Market watchers will be waiting see what comes out of the Federal Reserve’s annual economic symposium in Jackson Hole, Wyoming at the end of the week. At the symposium Federal Reserve Chair Janet Yellen and European Central Bank (ECB) President Mario Draghi are expected to update their view on state of economic growth and monetary policy projections. Housing is one sector of the economy that Federal Reserve Chair Janet Yellen has highlighted as an area of concern based on the slow pace of the recovery in the housing market, the other is the job market. ECB Head Mario Draghi speech will be closely watched after he warned earlier this month that the dual crises in Ukraine and the Middle East pose a “heightened” threat to economic growth in Europe. The ECB held rates steady for a second-straight month, but Draghi acknowledged that European economic momentum had slowed and new geopolitical tensions would only do more harm.
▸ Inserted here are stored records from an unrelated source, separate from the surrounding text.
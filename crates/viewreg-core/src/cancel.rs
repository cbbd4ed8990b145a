use std::sync::atomic::{AtomicBool, Ordering};
use std::sync::Arc;

/// Cooperative cancellation flag shared between a caller and a running job.
///
/// Long loops check it between units of work (pairs, iterations); nothing is
/// interrupted preemptively.
#[derive(Debug, Clone, Default)]
pub struct CancelToken(Arc<AtomicBool>);

impl CancelToken {
    pub fn new() -> Self {
        Self::default()
    }

    pub fn cancel(&self) {
        self.0.store(true, Ordering::Relaxed);
    }

    pub fn is_cancelled(&self) -> bool {
        self.0.load(Ordering::Relaxed)
    }
}
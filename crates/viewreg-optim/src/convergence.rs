//! Stopping rules of the global optimizer.

use serde::{Deserialize, Serialize};
use thiserror::Error;
use viewreg_core::Real;

/// Mean error below which the configuration is treated as an exact fit.
pub const EXACT_FIT_ERROR: Real = 1e-12;

/// When to stop relaxing a subset.
#[derive(Debug, Clone, Copy, PartialEq, Serialize, Deserialize)]
#[serde(default)]
pub struct ConvergenceCriteria {
    /// Hard iteration cap.
    pub max_iterations: usize,
    /// Window (in iterations) over which improvement is measured.
    pub plateau_width: usize,
    /// Stop once the relative error change over the window drops below this.
    pub min_relative_improvement: Real,
    /// Flag (never fail) subsets whose final mean error exceeds this.
    pub max_allowed_error: Option<Real>,
}

impl Default for ConvergenceCriteria {
    fn default() -> Self {
        Self {
            max_iterations: 10_000,
            plateau_width: 200,
            min_relative_improvement: 1e-5,
            max_allowed_error: Some(5.0),
        }
    }
}

#[derive(Debug, Error, Clone, PartialEq)]
pub enum CriteriaError {
    #[error("max_iterations must be positive")]
    ZeroIterations,
    #[error("plateau_width must be positive")]
    ZeroPlateau,
    #[error("min_relative_improvement must be finite and non-negative, got {0}")]
    BadImprovement(Real),
    #[error("max_allowed_error must be finite and non-negative, got {0}")]
    BadMaxError(Real),
}

impl ConvergenceCriteria {
    pub fn validate(&self) -> Result<(), CriteriaError> {
        if self.max_iterations == 0 {
            return Err(CriteriaError::ZeroIterations);
        }
        if self.plateau_width == 0 {
            return Err(CriteriaError::ZeroPlateau);
        }
        let r = self.min_relative_improvement;
        if !r.is_finite() || r < 0.0 {
            return Err(CriteriaError::BadImprovement(r));
        }
        if let Some(e) = self.max_allowed_error {
            if !e.is_finite() || e < 0.0 {
                return Err(CriteriaError::BadMaxError(e));
            }
        }
        Ok(())
    }

    pub fn exceeds_max_error(&self, error: Real) -> bool {
        self.max_allowed_error.is_some_and(|m| error > m)
    }
}

/// Mean-error history of one optimization run.
#[derive(Debug, Clone, Default)]
pub struct ErrorHistory {
    values: Vec<Real>,
}

impl ErrorHistory {
    pub fn push(&mut self, error: Real) {
        self.values.push(error);
    }

    pub fn len(&self) -> usize {
        self.values.len()
    }

    pub fn is_empty(&self) -> bool {
        self.values.is_empty()
    }

    pub fn last(&self) -> Option<Real> {
        self.values.last().copied()
    }

    /// `true` once the error has stopped moving over the last `width`
    /// iterations: `|e[n-1-width] - e[n-1]| <= min_rel * e[n-1-width]`.
    ///
    /// Oscillation counts as movement, so an error that goes up and down keeps
    /// the optimizer running until the iteration cap.
    pub fn is_plateau(&self, width: usize, min_rel: Real) -> bool {
        let n = self.values.len();
        if width == 0 || n <= width {
            return false;
        }
        let prev = self.values[n - 1 - width];
        let cur = self.values[n - 1];
        if prev <= EXACT_FIT_ERROR {
            return true;
        }
        (prev - cur).abs() <= min_rel * prev
    }
}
Our Market Outlook commentary has said recently “...Buying stock market dips has been a very profitable strategy this year. Declines in the S&P 500 index have lasted an average 1.5 days…using dips to get better prices on stocks you have been eyeing has generally paid off…the S&P 500 index has recovered its losses from each price pullback …” In the updated chart below you can see that treasury bond prices continued to soar even as equity prices recovered this past week. As the apparent escalation of the conflict in eastern Ukraine made headline news many traders took that as an opportunity to bid on U.S. stocks that been sold off. Ukraine reporting that it armed forces attached a Russian armed column that entered Ukraine motivated investors to rush into treasuries which sank yields to their lowest level in fourteen months.




Investor Analysis
According to the Stock Trader’s Almanac the prospects for full-month August gains have improved. In the last 22 years, when the S&P 500 was positive in August through the ninth trading day it went on to post a full month gain in seven of nine years. In these nine years August finished with a well-above average gain of 2.0% however, the bulk of the move was usually completed by the ninth trading day as S&P 500 only averaged 0.5% from the ninth trading day to the end of the month. 
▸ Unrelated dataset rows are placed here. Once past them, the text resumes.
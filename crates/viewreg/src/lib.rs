//! High-level entry crate for the `viewreg` toolbox.
//!
//! `viewreg` computes globally consistent corrections for the registrations of
//! many overlapping 3D views (tiles, channels, angles of a microscopy
//! acquisition) from pairwise point correspondences.
//!
//! ## 1. One-call Registration
//!
//! Use when the dataset is complete and the default workflow fits:
//!
//! ```no_run
//! use viewreg::pipeline::{run_global_registration, Dataset, IdMatcher, RegistrationConfig};
//!
//! # fn main() -> anyhow::Result<()> {
//! let dataset = Dataset::from_json_file("dataset.json")?;
//! let config = RegistrationConfig::default();
//! let matcher = IdMatcher::new(config.matcher.clone());
//!
//! let output = run_global_registration(&dataset.views, &dataset.groups, &matcher, &config, None)?;
//! for report in &output.subsets {
//!     println!(
//!         "{} views, mean error {:.3}",
//!         report.views.len(),
//!         report.optimization.mean_error
//!     );
//! }
//! # Ok(())
//! # }
//! ```
//!
//! ## 2. Building Blocks
//!
//! The optimizer can be driven directly from any source of correspondences:
//!
//! ```no_run
//! use std::collections::BTreeSet;
//! use viewreg::core::{Pt3, ViewId};
//! use viewreg::linear::ModelKind;
//! use viewreg::optim::{optimize, OptimizerOptions, PointMatchGraph};
//!
//! # fn main() -> Result<(), Box<dyn std::error::Error>> {
//! let (a, b) = (ViewId::new(0, 0), ViewId::new(0, 1));
//! let mut graph = PointMatchGraph::new([a, b]);
//! graph.add_match(a, Pt3::new(0.0, 0.0, 0.0), b, Pt3::new(1.0, 0.0, 0.0), 1.0);
//!
//! let outcome = optimize(
//!     &graph,
//!     &BTreeSet::from([a]),
//!     &ModelKind::Translation,
//!     &OptimizerOptions::default(),
//!     None,
//! )?;
//! println!("{:?}", outcome.transforms[&b]);
//! # Ok(())
//! # }
//! ```
//!
//! ## Module Organization
//!
//! - **[`core`]**: Math types, view identities, correspondences, RANSAC
//! - **[`linear`]**: Closed-form translation, rigid and affine fits
//! - **[`optim`]**: Point-match graph, tile optimizer, map-back
//! - **[`pipeline`]**: Subsets, matchers, policies and complete runs
//! - **[`prelude`]**: Convenient re-exports for common use cases
//!
//! ## Stability
//!
//! The `viewreg` crate is the public compatibility boundary. Lower-level crates
//! are intended for advanced usage and may evolve more quickly.

/// Core math types, view identities and RANSAC primitives.
pub mod core {
    pub use viewreg_core::*;
}

/// Closed-form transform fits and model selection.
pub mod linear {
    pub use viewreg_linear::*;
}

/// Global optimization of one subset and its map-back.
pub mod optim {
    pub use viewreg_optim::*;
}

/// Complete registration runs over a dataset.
pub mod pipeline {
    pub use viewreg_pipeline::*;
}

/// Convenient re-exports for common use cases.
///
/// Import with `use viewreg::prelude::*;` to get started quickly.
pub mod prelude {
    pub use crate::core::{Affine3, CancelToken, Group, Pt3, Vec3, ViewId};
    pub use crate::linear::ModelKind;
    pub use crate::optim::{ConvergenceCriteria, MapBackModel, OptimizerOptions, RobustKernel};
    pub use crate::pipeline::{
        run_global_registration, Dataset, FixPolicy, IdMatcher, MapBackPolicy, PairwiseMatcher,
        PrecomputedMatcher, RegistrationConfig, RegistrationOutput, ViewDescription,
    };
}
Brian Reynolds, chief market strategist at Rosenblatt Securities in New York, believes tech, healthcare and large-cap biotechs are in position to lead the U.S. stock market higher for the next several weeks. He sees the S&P 500 rising on Monday if tensions do not become worse. "If Russia does not escalate, stocks are likely to open above the 1,960 they were at earlier today as people who put on knee-jerk shorts cover," he wrote late on Friday. If this analysis is accurate, now might be an opportune time to bid on some of the stocks in the best performing sectors.
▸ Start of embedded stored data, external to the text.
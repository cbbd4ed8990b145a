//! RANSAC estimators over weighted point matches.

use crate::{BaseModel, FitError, ModelKind, PointMatch};
use log::debug;
use viewreg_core::{ransac, Affine3, Estimator, RansacOptions, RansacResult};

/// Shared implementation of the minimal-sample fit for one model class.
fn sample_fit(model: BaseModel, data: &[PointMatch], idx: &[usize]) -> Option<Affine3> {
    let sample: Vec<PointMatch> = idx.iter().map(|&i| data[i]).collect();
    model.fit(&sample).ok()
}

fn transfer_error(model: &Affine3, m: &PointMatch) -> f64 {
    (model.transform_point(&m.p) - m.q).norm()
}

macro_rules! point_match_estimator {
    ($name:ident, $model:expr) => {
        /// RANSAC estimator for the corresponding [`BaseModel`].
        pub struct $name;

        impl Estimator for $name {
            type Datum = PointMatch;
            type Model = Affine3;

            const MIN_SAMPLES: usize = $model.min_matches_const();

            fn fit(data: &[PointMatch], sample_indices: &[usize]) -> Option<Affine3> {
                sample_fit($model, data, sample_indices)
            }

            fn residual(model: &Affine3, datum: &PointMatch) -> f64 {
                transfer_error(model, datum)
            }

            fn refit(data: &[PointMatch], inliers: &[usize]) -> Option<Affine3> {
                sample_fit($model, data, inliers)
            }
        }
    };
}

impl BaseModel {
    /// `const` variant of [`BaseModel::min_matches`] for estimator constants.
    pub const fn min_matches_const(self) -> usize {
        match self {
            BaseModel::Translation => crate::TRANSLATION_MIN_MATCHES,
            BaseModel::Rigid => crate::RIGID_MIN_MATCHES,
            BaseModel::Affine => crate::AFFINE_MIN_MATCHES,
        }
    }
}

point_match_estimator!(TranslationEstimator, BaseModel::Translation);
point_match_estimator!(RigidEstimator, BaseModel::Rigid);
point_match_estimator!(AffineEstimator, BaseModel::Affine);

/// Robustly fit `kind` to `matches`.
///
/// Minimal samples are drawn with the sampling model of `kind`; for a
/// regularized model the consensus set is refit with the full blend. The
/// returned inlier indices refer to `matches`.
pub fn ransac_fit(
    kind: &ModelKind,
    matches: &[PointMatch],
    opts: &RansacOptions,
) -> Result<RansacResult<Affine3>, FitError> {
    kind.validate()?;
    let mut res = match kind.sampling_model() {
        BaseModel::Translation => ransac::<TranslationEstimator>(matches, opts),
        BaseModel::Rigid => ransac::<RigidEstimator>(matches, opts),
        BaseModel::Affine => ransac::<AffineEstimator>(matches, opts),
    };

    if res.success && matches!(kind, ModelKind::Regularized { .. }) {
        let inliers: Vec<PointMatch> = res.inliers.iter().map(|&i| matches[i]).collect();
        match kind.fit(&inliers) {
            Ok(model) => res.model = Some(model),
            Err(err) => {
                debug!("regularized refit on {} inliers failed: {err}", inliers.len());
                return Ok(RansacResult::default());
            }
        }
    }
    Ok(res)
}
As displayed in the updated graph below, over the past 90 days the biggest winners in the equity market continue to be technology and healthcare stocks. However, equities bullish move over the last few weeks have catapulted some other sectors into the picture. Especially Cyclical and Material stocks which tend to perform well as the economy expands which increases demand for products associated with these companies. Historically speaking, the consumer sector tends to begin its favorable period near the end of September and typically remains strong until the beginning of June in the following year.